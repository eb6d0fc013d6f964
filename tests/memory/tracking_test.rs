/*!
 * Tracking Tests
 * Leak detection, corruption accounting and health reporting
 */

use memory_core::memory::numa::NumaTopology;
use memory_core::{AllocationStrategy, ManagerConfig, MemoryError, MemoryManager, MemoryPolicy};
use pretty_assertions::assert_eq;
use std::ptr::NonNull;
use std::sync::Arc;
use std::thread;
use std::time::Duration;

fn manager() -> MemoryManager {
    let config =
        ManagerConfig::compact().with_numa_topology(Arc::new(NumaTopology::single_node()));
    MemoryManager::new(config).unwrap()
}

#[test]
fn test_balanced_pairs_leave_no_leaks() {
    let mgr = manager();
    let policy = MemoryPolicy::default().with_tag("pairs");

    for k in 0..500usize {
        let size = 8 + (k % 64) * 24;
        let ptr = mgr.allocate(size, &policy).unwrap();
        mgr.deallocate(ptr, size, &policy).unwrap();
    }

    assert!(mgr.detect_leaks().is_empty());
    let stats = mgr.allocation_statistics();
    assert_eq!(stats.total_allocations, 500);
    assert_eq!(stats.total_deallocations, 500);
    assert_eq!(stats.current_bytes, 0);
}

#[test]
fn test_single_missing_free_is_reported() {
    let mgr = manager();
    let policy = MemoryPolicy::default().with_tag("Leaky");

    let blocks: Vec<NonNull<u8>> = (0..10).map(|_| mgr.allocate(48, &policy).unwrap()).collect();
    let (kept, freed) = blocks.split_at(1);
    for &ptr in freed {
        mgr.deallocate(ptr, 48, &policy).unwrap();
    }

    let leaks = mgr.detect_leaks();
    assert_eq!(leaks.len(), 1);
    assert_eq!(leaks[0].tag.as_str(), "Leaky");
    assert_eq!(leaks[0].size, 48);
    assert_eq!(leaks[0].address, kept[0].as_ptr() as usize);
    assert_eq!(mgr.tracker().get_leaks().len(), 1);
}

#[test]
fn test_outstanding_blocks_without_leak_checking() {
    let mgr = manager();
    let policy = MemoryPolicy::default()
        .with_tag("Test")
        .with_leak_detection(false);

    let blocks: Vec<NonNull<u8>> = (0..100).map(|_| mgr.allocate(64, &policy).unwrap()).collect();
    for &ptr in &blocks[..50] {
        mgr.deallocate(ptr, 64, &policy).unwrap();
    }

    assert_eq!(mgr.get_performance_metrics().current_allocated_bytes, 50 * 64);
    assert!(mgr.detect_leaks().is_empty());

    let live = mgr.live_allocations();
    assert_eq!(live.len(), 50);
    assert!(live.iter().all(|record| record.tag.as_str() == "Test" && record.size == 64));

    let usage = mgr.tag_usage();
    assert_eq!(usage.len(), 1);
    assert_eq!(usage[0].live_allocations, 50);
    assert_eq!(usage[0].live_bytes, 50 * 64);

    for &ptr in &blocks[50..] {
        mgr.deallocate(ptr, 64, &policy).unwrap();
    }
    assert!(mgr.live_allocations().is_empty());
}

#[test]
fn test_leak_age_filter() {
    let mgr = manager();
    let policy = MemoryPolicy::default();

    let old = mgr.allocate(32, &policy).unwrap();
    thread::sleep(Duration::from_millis(30));
    let young = mgr.allocate(32, &policy).unwrap();

    let aged = mgr.detect_leaks_older_than(Duration::from_millis(20));
    assert_eq!(aged.len(), 1);
    assert_eq!(aged[0].address, old.as_ptr() as usize);
    assert_eq!(mgr.detect_leaks().len(), 2);

    mgr.deallocate(old, 32, &policy).unwrap();
    mgr.deallocate(young, 32, &policy).unwrap();
}

#[test]
fn test_double_free_is_corruption() {
    let mgr = manager();
    let policy = MemoryPolicy::default();

    let ptr = mgr.allocate(128, &policy).unwrap();
    let address = ptr.as_ptr() as usize;
    mgr.deallocate(ptr, 128, &policy).unwrap();

    let err = mgr.deallocate(ptr, 128, &policy).unwrap_err();
    assert!(matches!(err, MemoryError::DoubleFree(a) if a == address));
    assert!(err.is_corruption());

    // Live bytes are not decremented twice
    assert_eq!(mgr.get_performance_metrics().current_allocated_bytes, 0);

    let report = mgr.corruption_report();
    assert_eq!(report.double_frees, 1);
    assert_eq!(report.recent_addresses, vec![address]);

    let health = mgr.generate_health_report();
    assert!(health.has_memory_corruption);
    assert_eq!(health.double_frees, 1);
    assert!(!health.is_healthy());
}

#[test]
fn test_foreign_pointer_is_rejected() {
    let mgr = manager();
    let mut local = [0u64; 4];
    let ptr = NonNull::from(&mut local).cast::<u8>();

    let err = mgr.deallocate(ptr, 32, &MemoryPolicy::default()).unwrap_err();
    assert!(matches!(err, MemoryError::ForeignPointer { .. }));
    assert_eq!(mgr.corruption_report().invalid_frees, 1);
    assert_eq!(local, [0u64; 4]);
}

#[test]
fn test_health_report_names_leaking_tag() {
    let mgr = manager();
    let small = MemoryPolicy::default().with_tag("small");
    let big = MemoryPolicy::default().with_tag("textures");

    let a = mgr.allocate(32, &small).unwrap();
    let b = mgr.allocate(2048, &big).unwrap();

    let report = mgr.generate_health_report();
    assert!(report.has_memory_leaks);
    assert_eq!(report.leaked_allocations, 2);
    assert_eq!(report.leaked_bytes, 2080);
    assert!(report
        .recommendations
        .iter()
        .any(|line| line.contains("textures")));

    mgr.deallocate(a, 32, &small).unwrap();
    mgr.deallocate(b, 2048, &big).unwrap();
    assert!(mgr.generate_health_report().is_healthy());
}

#[test]
fn test_stack_traces_are_captured_on_request() {
    let mgr = manager();
    let plain = MemoryPolicy::default();
    let traced = MemoryPolicy::default().with_stack_traces(true);

    let a = mgr.allocate(64, &plain).unwrap();
    let b = mgr.allocate(64, &traced).unwrap();

    let record_a = mgr.tracker().lookup(a.as_ptr() as usize).unwrap();
    let record_b = mgr.tracker().lookup(b.as_ptr() as usize).unwrap();
    assert!(record_a.backtrace.is_none());
    assert!(record_b.backtrace.is_some());

    mgr.deallocate(a, 64, &plain).unwrap();
    mgr.deallocate(b, 64, &traced).unwrap();
}

#[test]
fn test_record_describes_the_serving_allocator() {
    let mgr = manager();
    let policy = MemoryPolicy::default()
        .with_strategy(AllocationStrategy::ThreadLocal)
        .with_tag("cache");

    let ptr = mgr.allocate(40, &policy).unwrap();
    let record = mgr.tracker().lookup(ptr.as_ptr() as usize).unwrap();
    assert_eq!(record.size, 40);
    assert_eq!(record.strategy, AllocationStrategy::ThreadLocal);
    assert_eq!(record.tag.as_str(), "cache");
    assert_eq!(record.thread, thread::current().id());

    mgr.deallocate(ptr, 40, &policy).unwrap();
    assert!(!mgr.tracker().is_tracked(ptr.as_ptr() as usize));
}

#[test]
fn test_reset_statistics_keeps_live_state() {
    let mgr = manager();
    let policy = MemoryPolicy::default();

    let kept = mgr.allocate(256, &policy).unwrap();
    let freed = mgr.allocate(256, &policy).unwrap();
    mgr.deallocate(freed, 256, &policy).unwrap();
    let _ = mgr.deallocate(freed, 256, &policy);

    mgr.reset_statistics();

    let metrics = mgr.get_performance_metrics();
    assert_eq!(metrics.total_allocations, 0);
    assert_eq!(metrics.current_allocated_bytes, 256);
    assert_eq!(metrics.peak_allocated_bytes, 256);
    assert_eq!(mgr.corruption_report().double_frees, 0);
    assert_eq!(mgr.live_allocations().len(), 1);

    mgr.deallocate(kept, 256, &policy).unwrap();
    assert_eq!(mgr.get_performance_metrics().current_allocated_bytes, 0);
}
/*!
 * Memory Module
 * Policy-driven allocation, tracking and diagnostics
 */

pub mod allocators;
pub mod manager;
pub mod numa;
pub mod pressure;
pub mod simd;
pub mod tracker;
pub mod traits;
pub mod types;

// Re-export for convenience
pub use manager::{ManagedBox, ManagerConfig, MemoryManager, ObjectFactory};
pub use pressure::{CallbackId, PressureChange, PressureDetector, PressureThresholds};
pub use tracker::{AllocationRecord, MemoryTracker, ProfileFormat};
pub use traits::*;
pub use types::*;
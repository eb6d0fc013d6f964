/*!
 * Error Types
 * Centralized error handling with thiserror and miette
 */

use crate::core::types::Address;
use miette::Diagnostic;
use std::path::PathBuf;
use std::sync::Arc;
use thiserror::Error;

/// Memory operation result
pub type MemoryResult<T> = Result<T, MemoryError>;

/// Memory errors
///
/// Allocation exhaustion is not represented here: allocators signal it with
/// `None` so hot paths never build an error value.
#[derive(Error, Debug, Clone, Diagnostic)]
pub enum MemoryError {
    #[error("Out of memory: requested {requested} bytes, available {available} bytes")]
    #[diagnostic(
        code(memory::out_of_memory),
        help("Reduce the requested capacity or raise the configured limits.")
    )]
    OutOfMemory { requested: usize, available: usize },

    #[error("Invalid configuration: {0}")]
    #[diagnostic(
        code(memory::invalid_config),
        help("Capacities must be non-zero and thresholds strictly increasing within (0, 1].")
    )]
    InvalidConfig(String),

    #[error("Invalid alignment {0}: must be a non-zero power of two")]
    #[diagnostic(code(memory::invalid_alignment))]
    InvalidAlignment(usize),

    #[error("Double free detected at 0x{0:x}")]
    #[diagnostic(
        code(memory::double_free),
        help("The block was already released. Check ownership of the pointer.")
    )]
    DoubleFree(Address),

    #[error("Invalid free at 0x{0:x}: address was never allocated here")]
    #[diagnostic(code(memory::invalid_free))]
    InvalidFree(Address),

    #[error("Pointer 0x{address:x} is not owned by {owner}")]
    #[diagnostic(
        code(memory::foreign_pointer),
        help("Return blocks to the allocator or pool that produced them.")
    )]
    ForeignPointer { address: Address, owner: &'static str },

    #[error("Cannot infer size of 0x{0:x}: allocation is not tracked")]
    #[diagnostic(
        code(memory::size_unknown),
        help("Pass the size explicitly or allocate with tracking enabled.")
    )]
    SizeUnknown(Address),

    #[error("Pool '{0}' is not registered")]
    #[diagnostic(code(memory::unknown_pool))]
    UnknownPool(String),

    #[error("Pool '{0}' is already registered")]
    #[diagnostic(
        code(memory::pool_exists),
        help("Unregister the existing pool first; replacing it would orphan its live blocks.")
    )]
    PoolAlreadyRegistered(String),

    #[error("I/O error on {}: {source}", path.display())]
    #[diagnostic(code(memory::io))]
    Io {
        path: PathBuf,
        #[source]
        source: Arc<std::io::Error>,
    },
}

impl MemoryError {
    pub fn io(path: impl Into<PathBuf>, source: std::io::Error) -> Self {
        Self::Io {
            path: path.into(),
            source: Arc::new(source),
        }
    }

    /// Whether the error describes a misuse of a block (corruption class)
    pub fn is_corruption(&self) -> bool {
        matches!(
            self,
            Self::DoubleFree(_) | Self::InvalidFree(_) | Self::ForeignPointer { .. }
        )
    }
}

/// Failure of a fallible constructor passed to the typed allocation helpers
#[derive(Error, Debug)]
pub enum ConstructError<E> {
    /// No allocator could provide the raw block
    #[error("allocation failed: no allocator could satisfy the request")]
    AllocationFailed,

    /// The constructor failed; the raw block has already been released
    #[error("constructor failed")]
    Constructor(#[source] E),
}

impl<E> ConstructError<E> {
    pub fn into_constructor_error(self) -> Option<E> {
        match self {
            Self::Constructor(e) => Some(e),
            Self::AllocationFailed => None,
        }
    }
}
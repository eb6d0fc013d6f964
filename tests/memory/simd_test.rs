/*!
 * SIMD Operation Tests
 * Vectorized copy, fill and compare agree with the plain slice operations
 */

use memory_core::memory::numa::NumaTopology;
use memory_core::memory::simd::{
    capabilities, first_difference, simd_memcmp, simd_memcpy, simd_memset, simd_zero,
};
use memory_core::{ManagerConfig, MemoryManager, MemoryPolicy};
use pretty_assertions::assert_eq;
use proptest::prelude::*;
use std::cmp::Ordering;
use std::sync::Arc;

#[test]
fn test_large_copy_with_unaligned_offsets() {
    let src: Vec<u8> = (0..10_000u32).map(|i| (i * 7 % 251) as u8).collect();
    let mut dst = vec![0u8; 10_003];

    let copied = simd_memcpy(&mut dst[3..], &src[1..]);
    assert_eq!(copied, 9_999);
    assert_eq!(&dst[3..10_002], &src[1..]);
    assert_eq!(dst[..3], [0, 0, 0]);
}

#[test]
fn test_fill_and_zero() {
    let mut buffer = vec![1u8; 4099];
    assert_eq!(simd_memset(&mut buffer, 0xEE), 4099);
    assert!(buffer.iter().all(|&b| b == 0xEE));

    simd_zero(&mut buffer[17..]);
    assert!(buffer[..17].iter().all(|&b| b == 0xEE));
    assert!(buffer[17..].iter().all(|&b| b == 0));
}

#[test]
fn test_difference_past_first_vector() {
    let a = vec![9u8; 1000];
    let mut b = a.clone();
    b[777] = 10;

    assert_eq!(first_difference(&a, &b), Some(777));
    assert_eq!(simd_memcmp(&a, &b), Ordering::Less);
    assert_eq!(simd_memcmp(&a, &a[..999]), Ordering::Greater);
    assert!(capabilities().vector_bytes() >= 8);
}

#[test]
fn test_manager_operations_feed_bandwidth() {
    let config =
        ManagerConfig::compact().with_numa_topology(Arc::new(NumaTopology::single_node()));
    let mgr = MemoryManager::new(config).unwrap();
    let policy = MemoryPolicy::default();

    let src = vec![3u8; 8192];
    let mut dst = vec![0u8; 8192];
    assert_eq!(mgr.copy_memory(&mut dst, &src, &policy), 8192);
    assert_eq!(mgr.compare_memory(&dst, &src, &policy), Ordering::Equal);

    let mut buffer: Vec<u8> = (0..16).collect();
    assert_eq!(mgr.move_memory(&mut buffer, 0..8, 4), 8);
    assert_eq!(&buffer[4..12], &[0, 1, 2, 3, 4, 5, 6, 7]);

    assert_eq!(mgr.zero_memory(&mut dst, &policy.clone().with_simd(false)), 8192);
    assert_eq!(mgr.compare_memory(&dst, &src, &policy), Ordering::Less);
}

proptest! {
    #[test]
    fn prop_copy_matches_slice_copy(
        src in proptest::collection::vec(any::<u8>(), 0..600),
        pad in 0usize..40,
    ) {
        let mut dst = vec![0xAAu8; src.len() + pad];
        let copied = simd_memcpy(&mut dst, &src);
        prop_assert_eq!(copied, src.len());
        prop_assert_eq!(&dst[..src.len()], &src[..]);
        prop_assert!(dst[src.len()..].iter().all(|&b| b == 0xAA));
    }

    #[test]
    fn prop_compare_matches_slice_cmp(
        a in proptest::collection::vec(0u8..4, 0..300),
        b in proptest::collection::vec(0u8..4, 0..300),
    ) {
        prop_assert_eq!(simd_memcmp(&a, &b), a.cmp(&b));
        let expected = a.iter().zip(&b).position(|(x, y)| x != y);
        prop_assert_eq!(first_difference(&a, &b), expected);
    }

    #[test]
    fn prop_fill_sets_every_byte(len in 0usize..2000, value in any::<u8>()) {
        let mut buffer = vec![!value; len];
        prop_assert_eq!(simd_memset(&mut buffer, value), len);
        prop_assert!(buffer.iter().all(|&b| b == value));
    }
}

### What needs to be done
Above are the entries. Output exactly the lines beginning with the line that has "for &ptr in &blocks[..50]" and ending with the line that has "mgr.deallocate(old, 32, &policy).unwrap();".

### Response
    for &ptr in &blocks[..50] {
        mgr.deallocate(ptr, 64, &policy).unwrap();
    }

    assert_eq!(mgr.get_performance_metrics().current_allocated_bytes, 50 * 64);
    assert!(mgr.detect_leaks().is_empty());

    let live = mgr.live_allocations();
    assert_eq!(live.len(), 50);
    assert!(live.iter().all(|record| record.tag.as_str() == "Test" && record.size == 64));

    let usage = mgr.tag_usage();
    assert_eq!(usage.len(), 1);
    assert_eq!(usage[0].live_allocations, 50);
    assert_eq!(usage[0].live_bytes, 50 * 64);

    for &ptr in &blocks[50..] {
        mgr.deallocate(ptr, 64, &policy).unwrap();
    }
    assert!(mgr.live_allocations().is_empty());
}

#[test]
fn test_leak_age_filter() {
    let mgr = manager();
    let policy = MemoryPolicy::default();

    let old = mgr.allocate(32, &policy).unwrap();
    thread::sleep(Duration::from_millis(30));
    let young = mgr.allocate(32, &policy).unwrap();

    let aged = mgr.detect_leaks_older_than(Duration::from_millis(20));
    assert_eq!(aged.len(), 1);
    assert_eq!(aged[0].address, old.as_ptr() as usize);
    assert_eq!(mgr.detect_leaks().len(), 2);

    mgr.deallocate(old, 32, &policy).unwrap();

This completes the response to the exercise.